### Instructions to follow
The answer should be each line of the records that contains the word "match"; please copy them all.

:: Record set

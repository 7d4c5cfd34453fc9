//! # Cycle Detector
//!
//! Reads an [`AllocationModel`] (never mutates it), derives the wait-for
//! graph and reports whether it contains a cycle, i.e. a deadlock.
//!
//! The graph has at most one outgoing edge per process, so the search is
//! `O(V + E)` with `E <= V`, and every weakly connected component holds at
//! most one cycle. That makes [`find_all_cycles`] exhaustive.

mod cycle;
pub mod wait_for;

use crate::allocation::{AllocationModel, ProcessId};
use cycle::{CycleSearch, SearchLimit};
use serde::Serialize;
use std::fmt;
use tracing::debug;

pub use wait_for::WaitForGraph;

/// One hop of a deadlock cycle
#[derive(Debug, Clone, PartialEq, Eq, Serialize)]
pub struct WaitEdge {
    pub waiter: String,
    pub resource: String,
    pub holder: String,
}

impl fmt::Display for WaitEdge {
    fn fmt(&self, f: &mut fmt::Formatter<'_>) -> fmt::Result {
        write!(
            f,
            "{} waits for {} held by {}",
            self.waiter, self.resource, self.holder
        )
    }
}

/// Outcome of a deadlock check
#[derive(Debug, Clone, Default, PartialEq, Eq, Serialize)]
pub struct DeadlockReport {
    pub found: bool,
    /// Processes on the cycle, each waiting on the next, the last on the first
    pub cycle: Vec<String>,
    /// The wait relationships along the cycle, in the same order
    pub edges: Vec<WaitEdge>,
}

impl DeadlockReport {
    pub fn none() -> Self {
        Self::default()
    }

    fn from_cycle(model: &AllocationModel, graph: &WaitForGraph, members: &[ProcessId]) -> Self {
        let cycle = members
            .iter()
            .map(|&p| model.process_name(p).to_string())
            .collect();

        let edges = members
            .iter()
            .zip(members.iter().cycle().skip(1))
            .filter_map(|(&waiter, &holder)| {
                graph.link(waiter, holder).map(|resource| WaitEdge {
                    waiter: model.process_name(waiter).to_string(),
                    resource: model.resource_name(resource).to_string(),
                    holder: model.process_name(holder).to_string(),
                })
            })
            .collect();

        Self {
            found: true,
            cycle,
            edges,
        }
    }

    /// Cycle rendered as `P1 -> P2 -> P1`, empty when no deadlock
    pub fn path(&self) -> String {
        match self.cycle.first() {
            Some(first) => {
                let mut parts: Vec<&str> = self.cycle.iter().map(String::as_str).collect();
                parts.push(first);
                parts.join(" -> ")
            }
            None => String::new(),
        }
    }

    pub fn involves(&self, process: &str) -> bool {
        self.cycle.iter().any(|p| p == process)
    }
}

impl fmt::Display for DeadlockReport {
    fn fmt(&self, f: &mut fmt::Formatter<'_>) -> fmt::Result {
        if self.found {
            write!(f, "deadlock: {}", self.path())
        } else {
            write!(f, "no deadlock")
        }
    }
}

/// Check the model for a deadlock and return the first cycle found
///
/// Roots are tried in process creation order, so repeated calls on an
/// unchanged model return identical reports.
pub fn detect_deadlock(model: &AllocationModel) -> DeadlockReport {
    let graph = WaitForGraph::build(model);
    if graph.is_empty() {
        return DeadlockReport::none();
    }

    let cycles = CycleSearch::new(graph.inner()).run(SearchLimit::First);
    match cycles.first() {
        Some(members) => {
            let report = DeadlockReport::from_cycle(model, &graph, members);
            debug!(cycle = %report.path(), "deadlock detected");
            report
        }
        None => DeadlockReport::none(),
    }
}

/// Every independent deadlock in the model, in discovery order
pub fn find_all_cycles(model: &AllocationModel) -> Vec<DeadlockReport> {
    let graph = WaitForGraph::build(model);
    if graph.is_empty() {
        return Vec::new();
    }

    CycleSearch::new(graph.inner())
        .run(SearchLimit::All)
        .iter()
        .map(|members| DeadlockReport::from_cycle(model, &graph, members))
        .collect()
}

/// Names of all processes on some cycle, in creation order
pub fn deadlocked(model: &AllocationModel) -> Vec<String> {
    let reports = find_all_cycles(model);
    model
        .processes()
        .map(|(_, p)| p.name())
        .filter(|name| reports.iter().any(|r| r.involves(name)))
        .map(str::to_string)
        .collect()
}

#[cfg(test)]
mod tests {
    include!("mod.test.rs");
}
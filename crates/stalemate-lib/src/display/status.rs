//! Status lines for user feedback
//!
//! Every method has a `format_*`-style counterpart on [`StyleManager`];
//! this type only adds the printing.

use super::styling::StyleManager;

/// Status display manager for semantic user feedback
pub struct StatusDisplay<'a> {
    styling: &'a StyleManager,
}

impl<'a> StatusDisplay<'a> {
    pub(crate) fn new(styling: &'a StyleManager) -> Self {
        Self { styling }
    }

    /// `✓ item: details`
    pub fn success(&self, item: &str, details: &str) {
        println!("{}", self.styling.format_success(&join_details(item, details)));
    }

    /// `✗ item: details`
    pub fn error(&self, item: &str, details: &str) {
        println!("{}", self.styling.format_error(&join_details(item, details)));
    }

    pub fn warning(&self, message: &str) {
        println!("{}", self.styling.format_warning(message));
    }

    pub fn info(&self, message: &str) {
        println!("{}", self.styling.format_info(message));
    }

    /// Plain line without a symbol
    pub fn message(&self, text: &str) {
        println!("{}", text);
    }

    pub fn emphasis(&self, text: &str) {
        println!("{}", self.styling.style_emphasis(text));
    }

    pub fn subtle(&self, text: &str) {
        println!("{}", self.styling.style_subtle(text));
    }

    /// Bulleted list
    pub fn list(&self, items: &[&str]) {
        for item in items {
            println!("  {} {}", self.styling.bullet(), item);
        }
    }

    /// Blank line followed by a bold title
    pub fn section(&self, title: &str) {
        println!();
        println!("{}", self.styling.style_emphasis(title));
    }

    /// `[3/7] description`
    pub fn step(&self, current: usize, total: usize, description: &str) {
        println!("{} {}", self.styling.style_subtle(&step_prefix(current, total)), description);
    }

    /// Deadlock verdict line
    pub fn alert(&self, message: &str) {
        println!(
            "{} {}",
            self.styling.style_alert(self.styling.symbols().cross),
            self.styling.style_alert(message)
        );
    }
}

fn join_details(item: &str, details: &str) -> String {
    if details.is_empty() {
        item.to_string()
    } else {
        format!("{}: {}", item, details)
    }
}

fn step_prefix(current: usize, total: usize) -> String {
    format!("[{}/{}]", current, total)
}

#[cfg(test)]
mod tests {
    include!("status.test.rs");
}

::::

### Your solution
        match self.cycle.first() {
    match cycles.first() {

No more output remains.